Low-latency two-level partitioned convolution for the T4

MarkT · Dec 11, 2021

This is an idea and code I've been working on for a while now, and its starting to get close to
completion, so I thought I'd highlight the kind of performance I'm seeing and the approach and
tricks used.

I've a 66161 sample (1.5s) impulse response on a 16bit WAV file on an SDcard. This is read in to configure
my class. This uses 404kB of dynamically allocated memory (DMAMEM I presume) in addition to
fixed buffers of 64kB in the class. This fits on a standard T4.

The algorithm uses two levels of uniformly-partitioned convolution spliced together, one that
processes the 128-sample audio blocks individually (achieving the 1 block latency), and one
that processes blocks of 2048 samples (16 times larger). There are 32 128-blocks handled
by tier1. And there are 31 2k-blocks handled by tier2 for this particular file. As tier2 only
needs to update every 46.4ms, this substantially reduces the processor cycles needed.

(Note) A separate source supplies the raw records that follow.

//! Numbered calculation menu

use std::fmt;

use crate::error::{FinCalcError, FinCalcResult};

const BANNER: &str = "######################################################";

/// A calculation offered on the menu, numbered as displayed
#[derive(Debug, Clone, Copy, PartialEq, Eq, Hash)]
pub enum MenuChoice {
    SimpleInterest,
    CompoundInterest,
    PresentValue,
    FutureValue,
    DiscountRate,
    ConvertedDiscountRate,
    PrincipalInPeriod,
    InterestInPeriod,
    PeriodicPayment,
    PvOfAnnuity,
    AmortizationSchedule,
}

impl MenuChoice {
    /// All choices in menu order
    pub const ALL: [MenuChoice; 11] = [
        MenuChoice::SimpleInterest,
        MenuChoice::CompoundInterest,
        MenuChoice::PresentValue,
        MenuChoice::FutureValue,
        MenuChoice::DiscountRate,
        MenuChoice::ConvertedDiscountRate,
        MenuChoice::PrincipalInPeriod,
        MenuChoice::InterestInPeriod,
        MenuChoice::PeriodicPayment,
        MenuChoice::PvOfAnnuity,
        MenuChoice::AmortizationSchedule,
    ];

    /// Look up a choice by its menu number (1-indexed)
    pub fn from_number(number: u32) -> Option<Self> {
        let idx = number.checked_sub(1)? as usize;
        Self::ALL.get(idx).copied()
    }

    /// Same as [`MenuChoice::from_number`] but with the error the menu shows
    pub fn parse(number: u32) -> FinCalcResult<Self> {
        Self::from_number(number).ok_or(FinCalcError::InvalidChoice { choice: number })
    }

    /// Menu number of this choice
    pub fn number(self) -> u32 {
        match self {
            MenuChoice::SimpleInterest => 1,
            MenuChoice::CompoundInterest => 2,
            MenuChoice::PresentValue => 3,
            MenuChoice::FutureValue => 4,
            MenuChoice::DiscountRate => 5,
            MenuChoice::ConvertedDiscountRate => 6,
            MenuChoice::PrincipalInPeriod => 7,
            MenuChoice::InterestInPeriod => 8,
            MenuChoice::PeriodicPayment => 9,
            MenuChoice::PvOfAnnuity => 10,
            MenuChoice::AmortizationSchedule => 11,
        }
    }

    /// Menu line text
    pub fn title(self) -> &'static str {
        match self {
            MenuChoice::SimpleInterest => "Calculate Simple Interest",
            MenuChoice::CompoundInterest => "Calculate Compound Interest",
            MenuChoice::PresentValue => "Calculate Present Value (PV)",
            MenuChoice::FutureValue => "Calculate Future Value (FV)",
            MenuChoice::DiscountRate => "Calculate Discount Rate",
            MenuChoice::ConvertedDiscountRate => {
                "Calculate (Period/frequency) Converted Interest Rate"
            }
            MenuChoice::PrincipalInPeriod => "Calculate Principal between period N1 & N2",
            MenuChoice::InterestInPeriod => "Calculate Interest between period N1 & N2",
            MenuChoice::PeriodicPayment => "Calculate Periodic Payment (Annuity)",
            MenuChoice::PvOfAnnuity => "Calculate PV of Annuity",
            MenuChoice::AmortizationSchedule => "Calculate Amortization Schedule",
        }
    }

    /// Formula banner shown before prompting, where one exists
    pub fn help(self) -> Option<&'static [&'static str]> {
        match self {
            MenuChoice::SimpleInterest => Some(SIMPLE_INTEREST_HELP),
            MenuChoice::CompoundInterest => Some(COMPOUND_INTEREST_HELP),
            MenuChoice::PeriodicPayment => Some(PERIODIC_PAYMENT_HELP),
            _ => None,
        }
    }
}

const SIMPLE_INTEREST_HELP: &[&str] = &[
    "Calculates SI",
    "SI = (principal * Duration * Rate) / 100",
];

const COMPOUND_INTEREST_HELP: &[&str] = &[
    "Calculates CI",
    "CI = P * (1 + Rate/100)^N - P",
];

const PERIODIC_PAYMENT_HELP: &[&str] = &[
    "Calculates level payment of an annuity",
    "PMT = PV * r / (1 - (1 + r)^-N)",
];

impl fmt::Display for MenuChoice {
    fn fmt(&self, f: &mut fmt::Formatter<'_>) -> fmt::Result {
        write!(f, "[{}] {}", self.number(), self.title())
    }
}

/// Full menu text, one line per choice
pub fn menu_text() -> String {
    let mut text = String::new();
    text.push_str(&boxed_lines(&["FINANCE CHEATSHEET"]));
    for choice in MenuChoice::ALL {
        text.push_str(&choice.to_string());
        text.push('\n');
    }
    text
}

/// Lines framed by the banner rule, padded to its width
pub fn boxed_lines(lines: &[&str]) -> String {
    let inner = BANNER.len() - 6;
    let mut text = format!("{}\n", BANNER);
    for line in lines {
        text.push_str(&format!("#    {:<width$}#\n", line, width = inner));
    }
    text.push_str(BANNER);
    text.push('\n');
    text
}

#[cfg(test)]
mod tests {
    use super::*;

    #[test]
    fn test_numbers_round_trip() {
        for (idx, choice) in MenuChoice::ALL.iter().enumerate() {
            assert_eq!(choice.number() as usize, idx + 1);
            assert_eq!(MenuChoice::from_number(choice.number()), Some(*choice));
        }
    }

    #[test]
    fn test_out_of_range_choices() {
        assert_eq!(MenuChoice::from_number(0), None);
        assert_eq!(MenuChoice::from_number(12), None);
        assert_eq!(MenuChoice::from_number(u32::MAX), None);
        assert!(matches!(
            MenuChoice::parse(0),
            Err(FinCalcError::InvalidChoice { choice: 0 })
        ));
    }

    #[test]
    fn test_menu_text_lists_every_choice() {
        let text = menu_text();
        assert!(text.contains("FINANCE CHEATSHEET"));
        assert!(text.contains("[1] Calculate Simple Interest"));
        assert!(text.contains("[11] Calculate Amortization Schedule"));
        assert_eq!(text.lines().filter(|l| l.starts_with('[')).count(), 11);
    }

    #[test]
    fn test_boxed_lines_are_aligned() {
        let text = boxed_lines(&["Calculates SI", "SI = (principal * Duration * Rate) / 100"]);
        for line in text.lines() {
            assert_eq!(line.len(), BANNER.len(), "misaligned: {:?}", line);
        }
    }
}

The tier2 processing is amortized over 16 consecutive update() calls to keep the CPU workload
even.

The result: I see about 28 to 35% ProcessorUsage on a T4.0 at 600MHz, which is very usable. (with
a single-tier partitioned convolution I could only get to 20k taps or so before the CPU usage started
to max-out)

This 35% is at 44100 sample rate at 66161 taps, mono. If this could be done in the time domain it
would only allow 0.34ns per multiply-accumulate operation.

One trick is to store the fft data as q15_t or q7_t arrays, despite the convolution processing all being
floating point, as this immediately reduces memory requirements a factor of 2 or more. The latter part of
the impulse response handled by tier2 uses only q7 storage for its filter fft data, using a per-block float
scaling factor to minimize quantization errors. This does entail some extra processing to re-scale however.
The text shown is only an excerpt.